Since the early 1990s, thousands of districts, often with federal subsidies, have paid local police agencies to provide armed “school resource officers” for high schools, middle schools and sometimes even elementary schools. Hundreds of additional districts, including those in Houston, Los Angeles and Philadelphia, have created police forces of their own, employing thousands of sworn officers.
. . . “There is no evidence that placing officers in the schools improves safety,” said Denise C. Gottfredson, a criminologist at the University of Maryland who is an expert in school violence. “And it increases the number of minor behavior problems that are referred to the police, pushing kids into the criminal system.”

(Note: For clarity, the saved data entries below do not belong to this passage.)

//! Target-mode emulation loop: `TgInitAsTarget` → loop over (`TgGetData` →
//! dispatch → `TgSetData`) → re-arm on disconnect, until cancelled.
//!
//! Cancellation is cooperative: a shared atomic boolean is checked at the
//! top of both loops and between every command, mirroring the "no
//! preemptive kill" cancellation model `dfu/protocol.rs`'s staged upload
//! uses for its own progress callback checks.

use std::sync::atomic::{AtomicBool, Ordering};
use std::sync::Arc;

use crate::commands::{set_parameters, tg_get_data, tg_init_as_target, tg_set_data, EMULATION_PARAMETERS_FLAG};
use crate::config::TGGET_MAX_CONSECUTIVE_TIMEOUTS;
use crate::dispatch::Dispatcher;
use crate::error::Pn532Error;
use crate::transport::Transport;

/// Shared cancellation flag handed to [`run`] and held by the caller's
/// [`crate::driver::EmulationHandle`].
#[derive(Clone)]
pub struct CancelToken(Arc<AtomicBool>);

impl CancelToken {
    pub fn new() -> Self {
        Self(Arc::new(AtomicBool::new(false)))
    }

    pub fn cancel(&self) {
        self.0.store(true, Ordering::SeqCst);
    }

    pub fn is_cancelled(&self) -> bool {
        self.0.load(Ordering::SeqCst)
    }
}

impl Default for CancelToken {
    fn default() -> Self {
        Self::new()
    }
}

/// Runs the emulation loop until `cancel` is observed. Intended to run on
/// its own worker thread, holding the transport's lock for its entire
/// active lifetime (§5's "the emulation loop runs in its own worker,
/// holding the lock the entire time it is active").
pub fn run(transport: &mut Transport, mut dispatcher: Dispatcher, cancel: &CancelToken) -> Result<(), Pn532Error> {
    if !transport.is_open() {
        transport.open()?;
    }
    transport.wake_up()?;
    crate::commands::sam_configuration_with_recovery(transport)?;
    crate::commands::tune_rf_for_target_mode_peer(transport)?;
    set_parameters(transport, EMULATION_PARAMETERS_FLAG)?;

    while !cancel.is_cancelled() {
        let Some(_init_response) = tg_init_as_target(transport) else {
            continue;
        };

        let mut consecutive_timeouts = 0u32;
        loop {
            if cancel.is_cancelled() {
                return Ok(());
            }

            let Some(get_data_response) = tg_get_data(transport) else {
                consecutive_timeouts += 1;
                if consecutive_timeouts >= TGGET_MAX_CONSECUTIVE_TIMEOUTS {
                    break;
                }
                continue;
            };
            consecutive_timeouts = 0;

            if get_data_response.len() < 3 {
                break;
            }
            let status = get_data_response[2];
            if status != 0x00 {
                // 0x29 ("released by initiator") and any other non-zero
                // status both mean this session is over.
                break;
            }

            let c_apdu = &get_data_response[3..];
            let r_apdu = dispatcher.handle_apdu(c_apdu);

            let Some(set_data_response) = tg_set_data(transport, &r_apdu) else {
                break;
            };
            if set_data_response.len() >= 3 && set_data_response[2] != 0x00 {
                break;
            }
        }
    }

    Ok(())
}

#[cfg(test)]
mod tests {
    use super::*;

    #[test]
    fn cancel_token_reflects_store_across_clones() {
        let token = CancelToken::new();
        let clone = token.clone();
        assert!(!clone.is_cancelled());
        token.cancel();
        assert!(clone.is_cancelled());
    }
}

In Texas, school-based police officers write more than 100,000 misdemeanor tickets each year, said Deborah Fowler, the deputy director of Texas Appleseed, a legal advocacy center in Austin. Students face fines, community service and, in some cases, a criminal record. Her group and the NAACP have filed a federal civil rights complaint charging one Texas district issues four times more citations to blacks than whites.
In the wake of Newtown, many districts are hiring police officers to guard schools. But once they’re on campus, cops usually end up enforcing discipline.
We are criminalizing our children for nonviolent offenses,” Wallace B. Jefferson, the chief justice of the Supreme Court of Texas, said in a speech to the Legislature in March.